Note: Very few individuals within an organization typically carry this authorization; the recycler must verify that the individual signing the forms are in fact authorized to provide the signatures.

Disposition and Disposal

When a computer is disassembled, the recycler should record the disposition of the complete assembly and each of the assembly’s components. For instance, if the recycler removes a processor chip to resell the chip as a working CPU, this action should be recorded and linked to the source device along with the method of sale and financial transactions associated with the sale. If the recycler lists the item on eBay, the recycler should document the eBay item number, who won the auction, and the amount the winning bidder paid for the CPU.

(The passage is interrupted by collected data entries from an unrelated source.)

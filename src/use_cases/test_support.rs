use std::sync::atomic::{AtomicUsize, Ordering};
use std::time::Duration;

use async_trait::async_trait;

use crate::domain::{Observation, Policy, PolicyError, RawAction};

// Always answers with the same raw action.
pub(crate) struct FixedPolicy(pub(crate) RawAction);

#[async_trait]
impl Policy for FixedPolicy {
    fn name(&self) -> &str {
        "fixed"
    }

    async fn infer(&self, _observation: Observation) -> Result<RawAction, PolicyError> {
        Ok(self.0)
    }
}

// Always fails with the configured error.
pub(crate) struct FailingPolicy(pub(crate) PolicyError);

#[async_trait]
impl Policy for FailingPolicy {
    fn name(&self) -> &str {
        "failing"
    }

    async fn infer(&self, _observation: Observation) -> Result<RawAction, PolicyError> {
        Err(self.0.clone())
    }
}

// Never resolves; only a deadline can get a tick past it.
pub(crate) struct StalledPolicy;

#[async_trait]
impl Policy for StalledPolicy {
    fn name(&self) -> &str {
        "stalled"
    }

    async fn infer(&self, _observation: Observation) -> Result<RawAction, PolicyError> {
        std::future::pending().await
    }
}

// Sleeps for a fixed latency and records how many calls overlap.
pub(crate) struct TrackingPolicy {
    latency: Duration,
    calls: AtomicUsize,
    in_flight: AtomicUsize,
    max_in_flight: AtomicUsize,
}

impl TrackingPolicy {
    pub(crate) fn new(latency: Duration) -> Self {
        Self {
            latency,
            calls: AtomicUsize::new(0),
            in_flight: AtomicUsize::new(0),
            max_in_flight: AtomicUsize::new(0),
        }
    }

    pub(crate) fn calls(&self) -> usize {
        self.calls.load(Ordering::SeqCst)
    }

    pub(crate) fn in_flight(&self) -> usize {
        self.in_flight.load(Ordering::SeqCst)
    }

    pub(crate) fn max_in_flight(&self) -> usize {
        self.max_in_flight.load(Ordering::SeqCst)
    }
}

// Decrements the in-flight count even when the call is cancelled mid-await.
struct InFlightGuard<'a>(&'a AtomicUsize);

impl Drop for InFlightGuard<'_> {
    fn drop(&mut self) {
        self.0.fetch_sub(1, Ordering::SeqCst);
    }
}

#[async_trait]
impl Policy for TrackingPolicy {
    fn name(&self) -> &str {
        "tracking"
    }

    async fn infer(&self, _observation: Observation) -> Result<RawAction, PolicyError> {
        self.calls.fetch_add(1, Ordering::SeqCst);
        let now = self.in_flight.fetch_add(1, Ordering::SeqCst) + 1;
        self.max_in_flight.fetch_max(now, Ordering::SeqCst);
        let _guard = InFlightGuard(&self.in_flight);

        tokio::time::sleep(self.latency).await;
        Ok(RawAction {
            steer: 0.0,
            accel: 0.0,
        })
    }
}
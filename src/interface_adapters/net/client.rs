// Browser websocket: host events in, serialized tick reports out.

use crate::interface_adapters::protocol::{ClientMessage, ServerMessage, StateDto};
use crate::interface_adapters::state::AppState;
use crate::use_cases::{ControlEvent, TickReport};

use axum::{
    extract::{
        State,
        ws::{CloseFrame, Message, Utf8Bytes, WebSocket, WebSocketUpgrade, close_code},
    },
    response::IntoResponse,
};
use futures::SinkExt;
use std::{
    fmt,
    sync::Arc,
    time::{Duration, Instant},
};
use tokio::sync::{broadcast, mpsc, watch};
use tracing::{Instrument, debug, error, info, info_span, warn};

const LOG_THROTTLE: Duration = Duration::from_secs(2);
const MAX_INVALID_JSON: u32 = 10;

#[derive(Debug)]
enum NetError {
    Ws(axum::Error),
    EventsClosed,
    StateUpdatesClosed,
}

impl fmt::Display for NetError {
    fn fmt(&self, f: &mut fmt::Formatter<'_>) -> fmt::Result {
        match self {
            NetError::Ws(e) => write!(f, "websocket error: {e}"),
            NetError::EventsClosed => write!(f, "control event channel closed"),
            NetError::StateUpdatesClosed => write!(f, "state update channel closed"),
        }
    }
}

/// Serializes each tick report once and fans the bytes out to every socket.
pub async fn state_update_serializer(
    mut update_rx: broadcast::Receiver<TickReport>,
    state_bytes_tx: broadcast::Sender<Utf8Bytes>,
    state_latest_tx: watch::Sender<Utf8Bytes>,
) {
    loop {
        let report = match update_rx.recv().await {
            Ok(report) => report,
            Err(broadcast::error::RecvError::Lagged(n)) => {
                warn!(missed = n, "state serializer lagged; skipping to latest report");
                continue;
            }
            Err(broadcast::error::RecvError::Closed) => {
                info!("tick report channel closed; serializer exiting");
                break;
            }
        };

        let msg = ServerMessage::State(StateDto::from(report));
        match serde_json::to_string(&msg) {
            Ok(txt) => {
                let bytes = Utf8Bytes::from(txt);
                // The latest frame doubles as the join snapshot and the lag resync.
                let _ = state_latest_tx.send(bytes.clone());
                let _ = state_bytes_tx.send(bytes);
            }
            Err(e) => error!(error = ?e, "failed to serialize tick report"),
        }
    }
}

pub fn spawn_state_serializer(state: &AppState) {
    tokio::spawn(state_update_serializer(
        state.control.update_tx.subscribe(),
        state.state_bytes_tx.clone(),
        state.state_latest_tx.clone(),
    ));
}

pub async fn ws_handler(
    ws: WebSocketUpgrade,
    State(state): State<Arc<AppState>>,
) -> impl IntoResponse {
    ws.on_upgrade(move |socket| {
        let conn_id: u64 = rand::random();
        handle_socket(socket, state).instrument(info_span!("conn", conn_id))
    })
}

// Rate limit for one kind of warning.
struct Throttle(Option<Instant>);

impl Throttle {
    fn ready(&mut self) -> bool {
        let due = self.0.is_none_or(|last| last.elapsed() >= LOG_THROTTLE);
        if due {
            self.0 = Some(Instant::now());
        }
        due
    }
}

#[derive(Debug, Default)]
struct ConnStats {
    msgs_in: u64,
    msgs_out: u64,
    bytes_in: u64,
    bytes_out: u64,
    invalid_json: u32,
    lag_recoveries: u64,
}

enum Flow {
    Continue,
    Close(Option<CloseFrame>),
}

struct Connection {
    socket: WebSocket,
    event_tx: mpsc::Sender<ControlEvent>,
    stats: ConnStats,
    full_log: Throttle,
    invalid_log: Throttle,
    lag_log: Throttle,
}

async fn handle_socket(socket: WebSocket, state: Arc<AppState>) {
    // Subscribe before any await so no report slips between snapshot and stream.
    let mut state_bytes_rx = state.state_bytes_tx.subscribe();
    let state_latest_rx = state.state_latest_tx.subscribe();

    let mut conn = Connection {
        socket,
        event_tx: state.control.event_tx.clone(),
        stats: ConnStats::default(),
        full_log: Throttle(None),
        invalid_log: Throttle(None),
        lag_log: Throttle(None),
    };
    info!("client connected");

    let initial = state_latest_rx.borrow().clone();
    let result = if !initial.is_empty() && !conn.send_state(initial).await {
        Ok(())
    } else {
        conn.run(&mut state_bytes_rx, &state_latest_rx).await
    };

    if let Err(e) = result {
        warn!(error = %e, "client loop exited with error");
    }
    debug!(stats = ?conn.stats, "connection stats");
    info!("client disconnected");
}

impl Connection {
    async fn run(
        &mut self,
        state_bytes_rx: &mut broadcast::Receiver<Utf8Bytes>,
        state_latest_rx: &watch::Receiver<Utf8Bytes>,
    ) -> Result<(), NetError> {
        loop {
            let flow = tokio::select! {
                incoming = self.socket.recv() => match incoming {
                    Some(Ok(msg)) => self.on_message(msg)?,
                    Some(Err(e)) => {
                        warn!(error = %e, "websocket recv error");
                        Flow::Close(None)
                    }
                    None => Flow::Close(None),
                },

                update = state_bytes_rx.recv() => match update {
                    Ok(bytes) => self.forward(bytes).await,
                    Err(broadcast::error::RecvError::Lagged(n)) => {
                        if self.lag_log.ready() {
                            warn!(missed = n, "state updates lagged; sending snapshot");
                        }
                        // Jump to the newest report instead of replaying stale ticks.
                        let latest = state_latest_rx.borrow().clone();
                        if latest.is_empty() {
                            Flow::Continue
                        } else {
                            self.stats.lag_recoveries += 1;
                            self.forward(latest).await
                        }
                    }
                    Err(broadcast::error::RecvError::Closed) => {
                        self.shutdown(None).await;
                        return Err(NetError::StateUpdatesClosed);
                    }
                },
            };

            if let Flow::Close(frame) = flow {
                self.shutdown(frame).await;
                return Ok(());
            }
        }
    }

    fn on_message(&mut self, msg: Message) -> Result<Flow, NetError> {
        let text = match msg {
            Message::Text(text) => text,
            Message::Binary(_) => {
                return Ok(Flow::Close(Some(CloseFrame {
                    code: close_code::UNSUPPORTED,
                    reason: "binary messages not supported".into(),
                })));
            }
            Message::Ping(_) | Message::Pong(_) => return Ok(Flow::Continue),
            Message::Close(_) => return Ok(Flow::Close(None)),
        };
        self.stats.msgs_in += 1;
        self.stats.bytes_in += text.len() as u64;

        let parsed = match serde_json::from_str::<ClientMessage>(&text) {
            Ok(parsed) => parsed,
            Err(parse_err) => {
                self.stats.invalid_json += 1;
                if self.invalid_log.ready() {
                    warn!(
                        bytes = text.len(),
                        error = %parse_err,
                        "failed to parse client message"
                    );
                }
                if self.stats.invalid_json > MAX_INVALID_JSON {
                    return Ok(Flow::Close(Some(CloseFrame {
                        code: close_code::POLICY,
                        reason: "too many invalid messages".into(),
                    })));
                }
                return Ok(Flow::Continue);
            }
        };

        let Some(event) = parsed.into_event() else {
            if self.invalid_log.ready() {
                warn!("non-finite or non-positive event values; dropping");
            }
            return Ok(Flow::Continue);
        };

        // A newer pointer position supersedes a dropped one, so a full queue is not fatal.
        match self.event_tx.try_send(event) {
            Ok(()) => Ok(Flow::Continue),
            Err(mpsc::error::TrySendError::Full(_)) => {
                if self.full_log.ready() {
                    warn!("event channel full; dropping host event");
                }
                Ok(Flow::Continue)
            }
            Err(mpsc::error::TrySendError::Closed(_)) => Err(NetError::EventsClosed),
        }
    }

    async fn forward(&mut self, bytes: Utf8Bytes) -> Flow {
        if self.send_state(bytes).await {
            Flow::Continue
        } else {
            Flow::Close(None)
        }
    }

    // Returns false once the socket can no longer be written.
    async fn send_state(&mut self, bytes: Utf8Bytes) -> bool {
        let len = bytes.len() as u64;
        match self.socket.send(Message::Text(bytes)).await {
            Ok(()) => {
                self.stats.msgs_out += 1;
                self.stats.bytes_out += len;
                true
            }
            Err(e) => {
                warn!(error = %NetError::Ws(e), "failed to send state update");
                false
            }
        }
    }

    async fn shutdown(&mut self, frame: Option<CloseFrame>) {
        if let Some(frame) = frame {
            let _ = self.socket.send(Message::Close(Some(frame))).await;
        }
        if let Err(e) = self.socket.close().await {
            debug!(error = %e, "socket close error");
        }
    }
}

Components added to a scrap bin should be recorded along with the final destination of the bin’s components, where each component was obtained and the percentage of the bin’s contents acquired from a particular company. This information will be necessary to settle any profit sharing arrangements.

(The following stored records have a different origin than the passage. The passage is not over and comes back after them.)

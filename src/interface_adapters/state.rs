use crate::use_cases::ControlHandle;
use axum::extract::ws::Utf8Bytes;
use tokio::sync::{broadcast, watch};

#[derive(Clone)]
pub struct AppState {
    // Host events into the control task, plus per-tick reports out of it.
    pub control: ControlHandle,
    // Serialized tick reports, shared across all connections.
    pub state_bytes_tx: broadcast::Sender<Utf8Bytes>,
    // Latest serialized report for lag recovery.
    pub state_latest_tx: watch::Sender<Utf8Bytes>,
}
// Plain HTTP routes next to the websocket.

use crate::interface_adapters::state::AppState;
use axum::{Json, extract::State, response::IntoResponse};
use std::sync::Arc;

#[derive(Debug, serde::Serialize)]
pub struct HealthResponse {
    pub status: &'static str,
    // Name of the policy backing the loop ("none" when heuristic-only).
    pub policy: String,
}

pub async fn health_handler(State(state): State<Arc<AppState>>) -> impl IntoResponse {
    Json(HealthResponse {
        status: "ok",
        policy: state.control.policy_name.to_string(),
    })
}
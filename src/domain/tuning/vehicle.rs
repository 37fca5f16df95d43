use super::positive;
use crate::domain::errors::ConfigError;

/// Vehicle limits for the kinematic bicycle model.
///
/// Immutable for a session; different hosts may pass different values.
#[derive(Debug, Clone, Copy, PartialEq)]
pub struct ControlParams {
    /// Steering angle limit in radians (symmetric).
    pub max_steer_angle: f64,

    /// Forward acceleration limit in scene units per second squared.
    pub max_acceleration: f64,

    /// Braking limit; larger than `max_acceleration` so the car can stop quickly.
    pub max_deceleration: f64,

    /// Multiplicative speed decay applied once per tick, in (0, 1].
    pub drag_coefficient: f64,

    /// Distance between axles in scene units.
    pub wheelbase: f64,
}

impl Default for ControlParams {
    fn default() -> Self {
        Self {
            max_steer_angle: 0.6,
            max_acceleration: 500.0,
            max_deceleration: 600.0,
            drag_coefficient: 0.995,
            wheelbase: 48.0,
        }
    }
}

impl ControlParams {
    pub fn validate(&self) -> Result<(), ConfigError> {
        if !(self.wheelbase.is_finite() && self.wheelbase > 0.0) {
            return Err(ConfigError::InvalidWheelbase);
        }
        if !(self.drag_coefficient > 0.0 && self.drag_coefficient <= 1.0) {
            return Err(ConfigError::InvalidDrag);
        }
        positive(self.max_steer_angle, "max_steer_angle")?;
        positive(self.max_acceleration, "max_acceleration")?;
        positive(self.max_deceleration, "max_deceleration")?;
        Ok(())
    }
}

#[cfg(test)]
mod tests {
    use super::*;

    #[test]
    fn when_defaults_are_used_then_validation_passes() {
        assert_eq!(ControlParams::default().validate(), Ok(()));
    }

    #[test]
    fn when_wheelbase_is_zero_then_validation_fails() {
        let params = ControlParams {
            wheelbase: 0.0,
            ..Default::default()
        };

        assert_eq!(params.validate(), Err(ConfigError::InvalidWheelbase));
    }

    #[test]
    fn when_drag_is_degenerate_then_validation_fails() {
        for drag in [0.0, -0.5, 1.01, f64::NAN] {
            let params = ControlParams {
                drag_coefficient: drag,
                ..Default::default()
            };
            assert_eq!(params.validate(), Err(ConfigError::InvalidDrag), "drag {drag}");
        }
    }

    #[test]
    fn when_a_limit_is_negative_then_validation_names_it() {
        let params = ControlParams {
            max_deceleration: -1.0,
            ..Default::default()
        };

        assert_eq!(
            params.validate(),
            Err(ConfigError::InvalidLimit("max_deceleration"))
        );
    }
}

When sending materials to a refiner, a complete listing of the individual materials sent to the refiner should accompany the shipment along with a statement indicating that an itemized listing of the material sources would be available upon request. This type of documentation provides a paper trail that will help settle any future disputes or litigation. Maintaining a paper trail protects the recycler and any client companies that provide sources for scrap.

Some manufacturers maintain records of the owners of devices for warranty and support issues. These records link owners back to the devices and can be used to track down the owner of record for a device. Some escrap computers’ components and electronics are classified as toxic or hazardous waste and companies owning those devices may require assurances from the recycler that those devices or components of those devices will not wind up in landfills. Maintaining disposition records will help the recycler demonstrate to those companies that scrap devices or components were not simply sent to the dump.

A good faith effort to provide documentation back to the companies that supply escrap devices and materials to the recycler will demonstrate the professionalism of the recycler to the company and help establish trust for future transactions.

Certification of Data Destruction

Some escrap components, such as hard drives, USB drives, digital cameras, etc. may contain sensitive information that the client demands protection for. In many cases, the only alternative to adequately protect the data on a device is to physically destroy the device. The destruction should be documented and reported to the client.

Devices that require data destruction should be listed on the original receipt documentation, such as the bill of lading. The client should inform the recycler which devices require data protection services when those devices are transferred; stipulating that the recycler destroy the devices, document the destruction, and provide a disposition report back to the client noting the destruction. The disposition report should then identify the devices by model number,and serial number along with a notation specifying the method for destruction.

Note: adequately destroying devices such as hard drives requires the drive to be disassembled and the platters shredded or melted.